Formula 1 Racing

Perez clinches pole, Verstappen out with driveshaft issue

Fernando Alonso, Aston Martin AMR23

The Dutchman had reeled off the fastest laptimes in all three practice sessions, and had headed Q1 by half a second over team-mate Sergio Perez as the result of qualifying appeared to be a foregone conclusion.

Verstappen suffered a slide on his first bid to set a competitive lap in Q2 and backed out of it to prepare for another effort but, as he spooled up, lost drive during the middle sector and reported that he could no longer accelerate.

He limped back to the garage, but his egress from the cockpit was immediate when it became clear he would not be able to continue with the session. The team later reported that a mechanical failure of his driveshaft was the culprit.
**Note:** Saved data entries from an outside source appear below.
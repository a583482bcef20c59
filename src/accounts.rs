//! Account list parsing
//!
//! The account list is line-oriented, one account per line, colon-delimited:
//!
//! ```text
//! username:password
//! username:password:token
//! token
//! ```
//!
//! Each parsed account becomes one independently scheduled farming task.

use crate::error::{Error, Result};
use serde::{Deserialize, Serialize};
use std::path::Path;

/// Login material for one account
///
/// Immutable once loaded; which variant is present drives the session
/// builder's branch selection (password login vs direct token use).
#[derive(Clone, Debug, PartialEq, Eq, Serialize, Deserialize)]
pub enum Credentials {
    /// Username and password; the login endpoint issues the token
    Password {
        /// Account username
        username: String,
        /// Account password
        password: String,
    },

    /// Username and password plus a pre-issued token; the token wins and the
    /// password login is skipped
    PasswordWithToken {
        /// Account username
        username: String,
        /// Account password
        password: String,
        /// Pre-issued access token
        token: String,
    },

    /// Bare token; the username is recovered from the current-user profile
    Token {
        /// Pre-issued access token
        token: String,
    },
}

impl Credentials {
    /// Parses one account line
    ///
    /// Returns a configuration error for an empty line or one with more than
    /// three colon-separated fields.
    pub fn parse(line: &str) -> Result<Self> {
        let trimmed = line.trim_end_matches(['\r', '\n']).trim();
        if trimmed.is_empty() {
            return Err(Error::Config {
                message: "empty account line".into(),
                key: Some("accounts".into()),
            });
        }

        let fields: Vec<&str> = trimmed.split(':').collect();
        match fields.as_slice() {
            [token] => Ok(Credentials::Token {
                token: (*token).to_string(),
            }),
            [username, password] => Ok(Credentials::Password {
                username: (*username).to_string(),
                password: (*password).to_string(),
            }),
            [username, password, token] => Ok(Credentials::PasswordWithToken {
                username: (*username).to_string(),
                password: (*password).to_string(),
                token: (*token).to_string(),
            }),
            _ => Err(Error::Config {
                message: format!("malformed account line: {trimmed}"),
                key: Some("accounts".into()),
            }),
        }
    }

    /// Username, if this credential carries one
    pub fn username(&self) -> Option<&str> {
        match self {
            Credentials::Password { username, .. }
            | Credentials::PasswordWithToken { username, .. } => Some(username),
            Credentials::Token { .. } => None,
        }
    }

    /// Password, if this credential carries one
    pub fn password(&self) -> Option<&str> {
        match self {
            Credentials::Password { password, .. }
            | Credentials::PasswordWithToken { password, .. } => Some(password),
            Credentials::Token { .. } => None,
        }
    }

    /// Pre-issued token, if this credential carries one
    pub fn token(&self) -> Option<&str> {
        match self {
            Credentials::PasswordWithToken { token, .. } | Credentials::Token { token } => {
                Some(token)
            }
            Credentials::Password { .. } => None,
        }
    }

    /// Cache key for this account: the username when present, else the token
    pub fn cache_key(&self) -> &str {
        match self {
            Credentials::Password { username, .. }
            | Credentials::PasswordWithToken { username, .. } => username,
            Credentials::Token { token } => token,
        }
    }
}

/// Parses an account list, skipping blank lines
pub fn parse_accounts(contents: &str) -> Result<Vec<Credentials>> {
    contents
        .lines()
        .map(str::trim)
        .filter(|line| !line.is_empty())
        .map(Credentials::parse)
        .collect()
}

/// Reads and parses an account list file
pub fn load_accounts(path: &Path) -> Result<Vec<Credentials>> {
    let contents = std::fs::read_to_string(path)?;
    parse_accounts(&contents)
}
Given his terrifying advantage, Verstappen’s ignominious end ensured that the battle for pole would largely be open season – although Perez had the whip hand thanks to Red Bull’s overall pace.

It proved to be thus in the opening runs, and Perez galloped to a 1m28.265s to go nearly half a second faster than Charles Leclerc’s best effort as the Monegasque had moved to the top after his first run.

This laid down the gauntlet for the other drivers to pick up, and Alonso was first to challenge – but lost around three tenths in the final sector to slot in behind Perez in the order.

Lance Stroll then set the best first sector of anyone, keeping tabs on Perez through the next part of the circuit, but shed half a second in the final part of the lap to throw away any chances of claiming a surprise pole.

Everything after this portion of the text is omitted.